→ DATA IN THIS EXERCISE:

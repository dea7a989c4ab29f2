//! 录屏生命周期管理
//!
//! 状态: Idle → Recording → Idle。
//!
//! 会话状态只由一把锁持有，定时器和显式停止都经由 `stop_session`，
//! 因此同一个会话的 `stop_recording` 只会被调用一次。
//! 自动停止定时器可取消、可等待，`shutdown` 会等它退出后才返回。

use atp_platform::PlatformHandle;
use chrono::{DateTime, Utc};
use std::path::PathBuf;
use std::sync::Arc;
use std::time::Duration;
use tokio::sync::{oneshot, Mutex};
use tokio::task::JoinHandle;
use tracing::{debug, info, warn};
use uuid::Uuid;

use crate::{ArtifactPaths, ExecutorError, Result};

/// 录屏会话
#[derive(Debug, Clone, PartialEq)]
pub struct RecordingSession {
    /// 会话 ID
    pub id: Uuid,

    /// 输出路径
    pub path: PathBuf,

    /// 开始时间
    pub started_at: DateTime<Utc>,

    /// 自动停止时长
    pub duration: Option<Duration>,
}

struct ActiveRecording {
    session: RecordingSession,

    /// 自动停止定时器取消通道
    cancel: Option<oneshot::Sender<()>>,
}

#[derive(Default)]
struct RecordingState {
    active: Option<ActiveRecording>,

    /// `shutdown` 之后不再接受新的录屏
    closed: bool,
}

/// 录屏管理器
pub struct RecordingManager {
    platform: Arc<dyn PlatformHandle>,
    artifacts: Arc<ArtifactPaths>,

    /// 当前活跃会话
    state: Mutex<RecordingState>,

    /// 自动停止定时器任务
    timers: Mutex<Vec<JoinHandle<()>>>,
}

impl RecordingManager {
    pub fn new(platform: Arc<dyn PlatformHandle>, artifacts: Arc<ArtifactPaths>) -> Self {
        Self {
            platform,
            artifacts,
            state: Mutex::new(RecordingState::default()),
            timers: Mutex::new(Vec::new()),
        }
    }

    /// 开始录屏
    ///
    /// 已有活跃会话时拒绝，返回 [`ExecutorError::RecordingAlreadyActive`]；
    /// `shutdown` 之后返回 [`ExecutorError::RecordingClosed`]。
    /// 指定 `duration` 时启动自动停止定时器。
    pub async fn start(self: &Arc<Self>, duration: Option<Duration>) -> Result<PathBuf> {
        let mut state = self.state.lock().await;

        if state.closed {
            warn!("录屏管理器已关闭，拒绝新的录屏请求");
            return Err(ExecutorError::RecordingClosed);
        }
        if let Some(active) = state.active.as_ref() {
            warn!(
                "录屏 {} 仍在进行，拒绝新的录屏请求",
                active.session.path.display()
            );
            return Err(ExecutorError::RecordingAlreadyActive);
        }

        let path = self.artifacts.video_path();
        self.platform.start_recording(&path).await?;

        let session = RecordingSession {
            id: Uuid::new_v4(),
            path: path.clone(),
            started_at: Utc::now(),
            duration,
        };

        let cancel = match duration {
            Some(duration) => {
                let (tx, rx) = oneshot::channel();
                let handle = self.spawn_timer(session.id, duration, rx);
                self.timers.lock().await.push(handle);
                Some(tx)
            }
            None => None,
        };

        info!(
            "开始录屏: {} (自动停止: {:?})",
            path.display(),
            duration
        );
        state.active = Some(ActiveRecording { session, cancel });

        Ok(path)
    }

    fn spawn_timer(
        self: &Arc<Self>,
        session_id: Uuid,
        duration: Duration,
        mut cancel: oneshot::Receiver<()>,
    ) -> JoinHandle<()> {
        let manager = Arc::clone(self);

        tokio::spawn(async move {
            tokio::select! {
                _ = tokio::time::sleep(duration) => {
                    debug!("录屏 {} 到达时长 {:?}", session_id, duration);
                    manager.stop_session(Some(session_id)).await;
                }
                _ = &mut cancel => {
                    debug!("录屏 {} 的自动停止定时器已取消", session_id);
                }
            }
        })
    }

    /// 停止会话，`expected` 为 None 时停止任意活跃会话
    ///
    /// 返回是否真正执行了停止。
    async fn stop_session(&self, expected: Option<Uuid>) -> bool {
        let mut state = self.state.lock().await;

        let matches = match (state.active.as_ref(), expected) {
            (None, _) => false,
            (Some(active), Some(id)) => active.session.id == id,
            (Some(_), None) => true,
        };
        if !matches {
            return false;
        }

        let Some(active) = state.active.take() else {
            return false;
        };

        if let Some(cancel) = active.cancel {
            let _ = cancel.send(());
        }

        // 停止失败只记录日志
        match self.platform.stop_recording().await {
            Ok(()) => info!("录屏已停止: {}", active.session.path.display()),
            Err(e) => warn!("停止录屏失败 {}: {}", active.session.path.display(), e),
        }

        true
    }

    /// 停止当前活跃录屏 (空闲时为空操作)
    pub async fn stop_active(&self) -> bool {
        self.stop_session(None).await
    }

    /// 运行结束时调用: 拒绝后续录屏，停止活跃录屏并等待所有定时器退出
    pub async fn shutdown(&self) -> bool {
        self.state.lock().await.closed = true;
        let stopped = self.stop_active().await;

        let timers = std::mem::take(&mut *self.timers.lock().await);
        for timer in timers {
            if let Err(e) = timer.await {
                warn!("录屏定时器异常退出: {}", e);
            }
        }

        stopped
    }

    /// 是否有活跃录屏
    pub async fn is_active(&self) -> bool {
        self.state.lock().await.active.is_some()
    }

    /// 当前活跃会话
    pub async fn active_session(&self) -> Option<RecordingSession> {
        self.state
            .lock()
            .await
            .active
            .as_ref()
            .map(|active| active.session.clone())
    }
}

#[cfg(test)]
mod tests {
    use super::*;
    use atp_platform::{PlatformType, SimulatedPlatform};
    use std::path::Path;

    fn manager(platform: Arc<SimulatedPlatform>) -> Arc<RecordingManager> {
        let artifacts = Arc::new(ArtifactPaths::new(Path::new("out"), "app"));
        Arc::new(RecordingManager::new(platform, artifacts))
    }

    #[tokio::test(start_paused = true)]
    async fn test_timer_stops_exactly_once() {
        let platform = Arc::new(SimulatedPlatform::new(PlatformType::Web));
        let manager = manager(platform.clone());

        manager.start(Some(Duration::from_secs(5))).await.unwrap();
        assert!(manager.is_active().await);

        tokio::time::sleep(Duration::from_secs(5)).await;
        tokio::task::yield_now().await;
        assert!(!manager.is_active().await);
        assert_eq!(platform.count("stop_recording").await, 1);

        // 定时器已停止，显式停止为空操作
        assert!(!manager.stop_active().await);
        assert!(!manager.shutdown().await);
        assert_eq!(platform.count("stop_recording").await, 1);
    }

    #[tokio::test(start_paused = true)]
    async fn test_explicit_stop_cancels_timer() {
        let platform = Arc::new(SimulatedPlatform::new(PlatformType::Web));
        let manager = manager(platform.clone());

        manager.start(Some(Duration::from_secs(30))).await.unwrap();
        assert!(manager.shutdown().await);

        tokio::time::sleep(Duration::from_secs(60)).await;
        assert_eq!(platform.count("stop_recording").await, 1);
        assert!(manager.timers.lock().await.is_empty());
    }

    #[tokio::test]
    async fn test_overlapping_start_rejected() {
        let platform = Arc::new(SimulatedPlatform::new(PlatformType::Desktop));
        let manager = manager(platform.clone());

        let first = manager.start(None).await.unwrap();
        let err = manager.start(None).await.unwrap_err();
        assert!(matches!(err, ExecutorError::RecordingAlreadyActive));
        assert_eq!(platform.count("start_recording").await, 1);

        let session = manager.active_session().await.unwrap();
        assert_eq!(session.path, first);
        assert!(session.duration.is_none());
    }

    #[tokio::test]
    async fn test_undurated_recording_stopped_at_shutdown() {
        let platform = Arc::new(SimulatedPlatform::new(PlatformType::Mobile));
        let manager = manager(platform.clone());

        manager.start(None).await.unwrap();
        assert!(manager.shutdown().await);
        assert_eq!(platform.count("stop_recording").await, 1);
        assert!(!platform.is_recording());
    }

    #[tokio::test]
    async fn test_start_failure_leaves_idle() {
        let platform = Arc::new(
            SimulatedPlatform::new(PlatformType::Web).fail_on("start_recording", None),
        );
        let manager = manager(platform.clone());

        assert!(manager.start(Some(Duration::from_secs(1))).await.is_err());
        assert!(!manager.is_active().await);
        assert!(manager.timers.lock().await.is_empty());
    }

    #[tokio::test]
    async fn test_stop_failure_is_not_escalated() {
        let platform = Arc::new(
            SimulatedPlatform::new(PlatformType::Web).fail_on("stop_recording", None),
        );
        let manager = manager(platform.clone());

        manager.start(None).await.unwrap();
        assert!(manager.stop_active().await);
        assert!(!manager.is_active().await);
    }

    #[tokio::test]
    async fn test_start_rejected_after_shutdown() {
        let platform = Arc::new(SimulatedPlatform::new(PlatformType::Web));
        let manager = manager(platform.clone());

        assert!(!manager.shutdown().await);
        let err = manager.start(None).await.unwrap_err();
        assert!(matches!(err, ExecutorError::RecordingClosed));
        assert_eq!(platform.count("start_recording").await, 0);
        assert!(!manager.is_active().await);
    }
}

→ ABOUT THIS TASK: Where does the string "true" occur in the listing above? Return every line that contains it.

→ EXPECTED OUTPUT:
            (Some(_), None) => true,
        true
        self.state.lock().await.closed = true;
    #[tokio::test(start_paused = true)]
    #[tokio::test(start_paused = true)]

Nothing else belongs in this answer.